El dolor, aunque nos haga sufrir, es un mecanismo vital. Como la fiebre o la inflamación, actúa como una alarma que nos advierte de un daño en el cuerpo. Sin embargo, cuando esta alarma no se apaga o se activa sin motivo, se convierte en un problema: el dolor crónico. Este padecimiento, que afecta a hasta uno de cada cuatro adultos —especialmente mujeres—, persiste más allá de la lesión inicial, a menudo durante al menos tres meses o asociado a enfermedades como la artritis. Sus consecuencias van más allá del sufrimiento físico, deteriorando la calidad de vida, el sueño y la salud mental, con un impacto que incluye depresión y fatiga.
El dolor crónico es un mal invisible, sin signos externos que lo delaten, lo que frecuentemente lleva a la incomprensión o incluso al estigma por parte del entorno social y, en ocasiones, de los propios profesionales sanitarios. “Es una tortura que no siempre se ve ni se cree”, señalan los expertos. Este rechazo social agrava el sufrimiento de quienes lo padecen, que ven cómo su realidad es cuestionada.
En contraste, la insensibilidad congénita al dolor, una rara condición genética que afecta a los nociceptores (las neuronas que detectan el daño), ilustra la importancia del dolor como mecanismo protector.

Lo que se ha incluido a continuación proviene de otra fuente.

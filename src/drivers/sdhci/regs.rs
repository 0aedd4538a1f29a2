//! SDIO Host Register Definitions
//!
//! Register block of one slot of the SDIO host peripheral, using tock-registers.
//! The layout follows the SD Host Controller Simplified Specification with all
//! accesses performed as 32-bit words. A two-slot peripheral maps slot 2 at
//! [`SLOT_STRIDE`] bytes after slot 1.

use tock_registers::register_bitfields;
use tock_registers::registers::{ReadOnly, ReadWrite};

/// Distance between the register blocks of two slots of one peripheral
pub const SLOT_STRIDE: usize = 0x100;

// ============================================================================
// Slot Register Bitfield Definitions
// ============================================================================

register_bitfields! [
    u32,
    /// Block Size / Block Count (0x04)
    pub BLOCK [
        /// Transfer block size in bytes
        SIZE OFFSET(0) NUMBITS(12) [],
        /// SDMA buffer boundary
        SDMA_BOUNDARY OFFSET(12) NUMBITS(3) [
            Boundary4K = 0,
            Boundary512K = 7
        ],
        /// Number of blocks for multi-block transfers
        COUNT OFFSET(16) NUMBITS(16) []
    ],

    /// Transfer Mode / Command (0x0C)
    ///
    /// Writing the upper half starts the command.
    pub COMMAND [
        /// DMA enable
        DMA_ENABLE OFFSET(0) NUMBITS(1) [],
        /// Block count enable
        BLOCK_COUNT_ENABLE OFFSET(1) NUMBITS(1) [],
        /// Auto CMD12 enable
        AUTO_CMD12 OFFSET(2) NUMBITS(1) [],
        /// Data transfer direction (1 = card to host)
        READ OFFSET(4) NUMBITS(1) [],
        /// Multi block select
        MULTI_BLOCK OFFSET(5) NUMBITS(1) [],
        /// Response type
        RESPONSE OFFSET(16) NUMBITS(2) [
            None = 0,
            Long136 = 1,
            Short48 = 2,
            Short48Busy = 3
        ],
        /// Command CRC check enable
        CRC_CHECK OFFSET(19) NUMBITS(1) [],
        /// Command index check enable
        INDEX_CHECK OFFSET(20) NUMBITS(1) [],
        /// Data present select
        DATA_PRESENT OFFSET(21) NUMBITS(1) [],
        /// Command type
        TYPE OFFSET(22) NUMBITS(2) [
            Normal = 0,
            Abort = 3
        ],
        /// Command index
        INDEX OFFSET(24) NUMBITS(6) []
    ],

    /// Host Control / Power Control / Block Gap / Wakeup (0x28)
    pub HOST_CONTROL [
        /// LED control
        LED OFFSET(0) NUMBITS(1) [],
        /// Data transfer width (1 = 4-bit)
        DATA_WIDTH_4BIT OFFSET(1) NUMBITS(1) [],
        /// High speed timing enable
        HIGH_SPEED OFFSET(2) NUMBITS(1) [],
        /// DMA select
        DMA_SELECT OFFSET(3) NUMBITS(2) [
            Sdma = 0,
            Adma1 = 1,
            Adma2 = 2
        ],
        /// SD bus power
        BUS_POWER OFFSET(8) NUMBITS(1) [],
        /// SD bus voltage select
        BUS_VOLTAGE OFFSET(9) NUMBITS(3) [
            V1_8 = 5,
            V3_0 = 6,
            V3_3 = 7
        ]
    ],

    /// Clock Control / Timeout Control / Software Reset (0x2C)
    pub CLOCK_CONTROL [
        /// Internal clock enable
        INTERNAL_CLOCK_ENABLE OFFSET(0) NUMBITS(1) [],
        /// Internal clock stable
        INTERNAL_CLOCK_STABLE OFFSET(1) NUMBITS(1) [],
        /// SD clock enable
        SD_CLOCK_ENABLE OFFSET(2) NUMBITS(1) [],
        /// SDCLK frequency select (base clock divided by 2 * value)
        FREQ_SELECT OFFSET(8) NUMBITS(8) [],
        /// Data timeout counter value (TMCLK * 2^(13 + value))
        DATA_TIMEOUT OFFSET(16) NUMBITS(4) [],
        /// Software reset for all
        RESET_ALL OFFSET(24) NUMBITS(1) [],
        /// Software reset for CMD line
        RESET_CMD OFFSET(25) NUMBITS(1) [],
        /// Software reset for DAT line
        RESET_DAT OFFSET(26) NUMBITS(1) []
    ]
];

// ============================================================================
// Slot Register Memory Map
// ============================================================================

/// Registers of one slot (0x000-0x0FF relative to the slot base)
#[repr(C)]
pub struct SlotRegisters {
    /// SDMA System Address (0x00)
    pub sdma_address: ReadWrite<u32>,
    /// Block Size / Block Count (0x04)
    pub block: ReadWrite<u32, BLOCK::Register>,
    /// Argument (0x08)
    pub argument: ReadWrite<u32>,
    /// Transfer Mode / Command (0x0C)
    pub command: ReadWrite<u32, COMMAND::Register>,
    /// Response words (0x10-0x1F)
    pub response: [ReadOnly<u32>; 4],
    /// Buffer Data Port (0x20)
    pub buffer: ReadWrite<u32>,
    /// Present State (0x24)
    pub present_state: ReadOnly<u32>,
    /// Host Control (0x28)
    pub host_control: ReadWrite<u32, HOST_CONTROL::Register>,
    /// Clock Control (0x2C)
    pub clock_control: ReadWrite<u32, CLOCK_CONTROL::Register>,
    /// Normal and Error Interrupt Status (0x30)
    pub int_status: ReadWrite<u32>,
    /// Normal and Error Interrupt Status Enable (0x34)
    pub int_enable: ReadWrite<u32>,
    /// Normal and Error Interrupt Signal Enable (0x38)
    pub signal_enable: ReadWrite<u32>,
    /// Auto CMD12 Error Status (0x3C)
    pub auto_cmd12_error: ReadOnly<u32>,
    /// Capabilities (0x40)
    pub capabilities: ReadOnly<u32>,
    /// Reserved (0x44)
    _reserved0: u32,
    /// Maximum Current Capabilities (0x48)
    pub max_current: ReadOnly<u32>,
    /// Reserved (0x4C-0xFB)
    _reserved1: [u32; 44],
    /// Slot Interrupt Status / Host Controller Version (0xFC)
    pub slot_int_version: ReadOnly<u32>,
}

const _: () = assert!(core::mem::size_of::<SlotRegisters>() == SLOT_STRIDE);

// ============================================================================
// SD/MMC Commands
// ============================================================================

/// GO_IDLE_STATE - Resets all cards to idle state
pub const CMD_GO_IDLE_STATE: u8 = 0;

/// SEND_OP_COND (MMC) - Negotiates the operating voltage
pub const CMD_SEND_OP_COND: u8 = 1;

/// ALL_SEND_CID - Asks all cards to send their CID
pub const CMD_ALL_SEND_CID: u8 = 2;

/// SEND_RELATIVE_ADDR (SD) / SET_RELATIVE_ADDR (MMC)
pub const CMD_RELATIVE_ADDR: u8 = 3;

/// SWITCH_FUNC - Check/switch card function
pub const CMD_SWITCH_FUNC: u8 = 6;

/// SELECT/DESELECT_CARD - Toggles card between stand-by and transfer states
pub const CMD_SELECT_CARD: u8 = 7;

/// SEND_IF_COND - Sends SD interface condition
pub const CMD_SEND_IF_COND: u8 = 8;

/// SEND_CSD - Asks card to send its CSD
pub const CMD_SEND_CSD: u8 = 9;

/// STOP_TRANSMISSION - Forces card to stop transmission
pub const CMD_STOP_TRANSMISSION: u8 = 12;

/// READ_MULTIPLE_BLOCK - Continuously reads blocks until STOP_TRANSMISSION
pub const CMD_READ_MULTIPLE_BLOCK: u8 = 18;

/// WRITE_MULTIPLE_BLOCK - Continuously writes blocks until STOP_TRANSMISSION
pub const CMD_WRITE_MULTIPLE_BLOCK: u8 = 25;

/// APP_CMD - Indicates next command is application specific
pub const CMD_APP_CMD: u8 = 55;

// SD application commands (sent after CMD55)

/// SET_BUS_WIDTH (ACMD6) - Sets bus width
pub const ACMD_SET_BUS_WIDTH: u8 = 6;

/// SD_SEND_OP_COND (ACMD41) - Sends host capacity support info
pub const ACMD_SD_SEND_OP_COND: u8 = 41;

/// SEND_SCR (ACMD51) - Reads SD Configuration Register
pub const ACMD_SEND_SCR: u8 = 51;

Quienes no lo sienten enfrentan graves problemas por infecciones, fracturas o quemaduras que pasan desapercibidas, lo que pone en perspectiva su función esencial.
A pesar de su relevancia, los tratamientos para el dolor crónico están limitados por el desconocimiento de sus mecanismos. Los opioides, como la morfina o el fentanilo, son comúnmente recetados, pero su abuso ha desencadenado una crisis de salud pública, especialmente en EE UU, aunque también en Europa. En España, el consumo de estos fármacos se ha duplicado en la última década. Otros enfoques, como terapias físicas o cognitivas, buscan aliviar los síntomas, pero no abordan las causas. Según Robert Caudle, cirujano e investigador de la Universidad de Florida, “las terapias para el dolor no han mejorado realmente en cientos de años; el ibuprofeno o la aspirina son solo versiones modernas de masticar corteza de sauce”.

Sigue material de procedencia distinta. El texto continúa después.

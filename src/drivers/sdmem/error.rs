//! Card driver errors

use crate::drivers::sdhci::{HostError, IntStatus};
use core::fmt;

/// Card initialization failure
#[derive(Debug, Clone, Copy, PartialEq, Eq)]
pub enum InitError {
    /// Card detect reports no card
    NoCard,
    /// The card did not echo the interface condition check pattern
    InterfaceCondition,
    /// The card does not support the slot's voltage window
    VoltageMismatch,
    /// The card stayed busy for the whole power-up window
    Timeout,
    /// MMC access mode outside byte/sector addressing
    UnsupportedAccessMode,
    /// Bus error on standard command CMDn
    Command(u8),
    /// Bus error on application command ACMDn
    AppCommand(u8),
}

impl InitError {
    /// Integer error code
    ///
    /// Structural failures are small negative numbers, bus errors are
    /// `0x100 + n` for CMDn and `0x200 + n` for ACMDn.
    pub const fn code(self) -> i32 {
        match self {
            InitError::NoCard => -2,
            InitError::InterfaceCondition => -3,
            InitError::VoltageMismatch => -4,
            InitError::Timeout => -5,
            InitError::UnsupportedAccessMode => -300,
            InitError::Command(n) => 0x100 + n as i32,
            InitError::AppCommand(n) => 0x200 + n as i32,
        }
    }
}

impl fmt::Display for InitError {
    fn fmt(&self, f: &mut fmt::Formatter<'_>) -> fmt::Result {
        match self {
            InitError::NoCard => write!(f, "no card"),
            InitError::InterfaceCondition => write!(f, "interface condition mismatch"),
            InitError::VoltageMismatch => write!(f, "voltage window not supported"),
            InitError::Timeout => write!(f, "card stayed busy"),
            InitError::UnsupportedAccessMode => write!(f, "unsupported access mode"),
            InitError::Command(n) => write!(f, "CMD{} failed", n),
            InitError::AppCommand(n) => write!(f, "ACMD{} failed", n),
        }
    }
}

/// Block transfer failure
#[derive(Debug, Clone, Copy, PartialEq, Eq)]
pub enum IoError {
    /// The socket is empty
    NoCard,
    /// No card has been initialized on this slot
    NotInitialized,
    /// Zero sectors or more than one transfer can carry
    InvalidParameter,
    /// The buffer cannot hold the requested sectors
    BufferTooSmall,
    /// The request extends past the end of the card
    OutOfRange,
    /// The card's write protect switch is set
    WriteProtected,
    /// The operation is not implemented for this card
    Unsupported,
    /// The transfer command failed
    Command {
        /// Command index
        cmd: u8,
        error: HostError,
    },
    /// The host reported error bits during the data phase
    Transfer(IntStatus),
    /// The data phase did not progress within the deadline
    Timeout,
}

impl fmt::Display for IoError {
    fn fmt(&self, f: &mut fmt::Formatter<'_>) -> fmt::Result {
        match self {
            IoError::NoCard => write!(f, "no card"),
            IoError::NotInitialized => write!(f, "card not initialized"),
            IoError::InvalidParameter => write!(f, "invalid parameter"),
            IoError::BufferTooSmall => write!(f, "buffer too small"),
            IoError::OutOfRange => write!(f, "sector out of range"),
            IoError::WriteProtected => write!(f, "card is write protected"),
            IoError::Unsupported => write!(f, "unsupported"),
            IoError::Command { cmd, error } => write!(f, "CMD{}: {}", cmd, error),
            IoError::Transfer(status) => write!(f, "transfer error {:#010x}", status.bits()),
            IoError::Timeout => write!(f, "transfer timeout"),
        }
    }
}

/// Failure of an optional function switch (CMD6)
#[derive(Debug, Clone, Copy, PartialEq, Eq)]
pub(crate) enum SwitchError {
    /// The card predates SD 1.10
    Unsupported,
    /// CMD6 failed
    Command(HostError),
    /// Reading the status block failed
    Data(HostError),
    /// The function draws more current than the slot provides
    CurrentLimit { required_ma: u16 },
    /// The function is busy
    Busy,
    /// The card selected another function
    NotSelected { selected: u8 },
}

impl fmt::Display for SwitchError {
    fn fmt(&self, f: &mut fmt::Formatter<'_>) -> fmt::Result {
        match self {
            SwitchError::Unsupported => write!(f, "switch function not supported"),
            SwitchError::Command(e) => write!(f, "CMD6 {}", e),
            SwitchError::Data(e) => write!(f, "status read {}", e),
            SwitchError::CurrentLimit { required_ma } => {
                write!(f, "requires {} mA", required_ma)
            }
            SwitchError::Busy => write!(f, "function busy"),
            SwitchError::NotSelected { selected } => {
                write!(f, "card selected function {:#x}", selected)
            }
        }
    }
}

La ciencia, sin embargo, comienza a ofrecer respuestas. Un estudio reciente de la Universidad Hebrea de Jerusalén, publicado en Science Advances, revela que el dolor crónico está ligado al fallo de un sistema natural del cuerpo para calmar el dolor agudo. Este mecanismo, ubicado en el tronco encefálico, depende de corrientes de potasio (IA) que, en condiciones normales, “apagan” la señal de dolor. En el dolor crónico, estas corrientes no funcionan, dejando a las neuronas en un estado de hiperactividad que perpetúa el sufrimiento.
El neurobiólogo Alexander Binshtok, líder del estudio, destaca la posibilidad de restaurar este sistema para desarrollar tratamientos más específicos. “El próximo paso es identificar los mecanismos moleculares que modulan estas corrientes”, explica al portal SINC. Por su parte, Enrique Velasco, coautor del estudio desde la Universidad Católica de Lovaina, subraya que desentrañar estos procesos es clave para diseñar nuevas terapias.
Otros descubrimientos abren nuevas puertas. Por ejemplo, la identificación de canales de sodio específicos en los nociceptores ha llevado al desarrollo de la suzetrigina, el primer analgésico no opioide aprobado en EE UU en 25 años, que modula el canal Nav1.8. Otros compuestos, como los dirigidos al canal Nav1.7 o al Trpv1, están en camino, junto con tratamientos para migrañas basados en la molécula CGRP. Además, se exploran conexiones novedosas, como el papel del microbioma intestinal y el sistema inmunitario en el dolor.
Para Caudle, estos avances marcan un punto de inflexión: “Por primera vez en la historia, dejaremos de depender de remedios antiguos como el opio o la corteza de sauce”.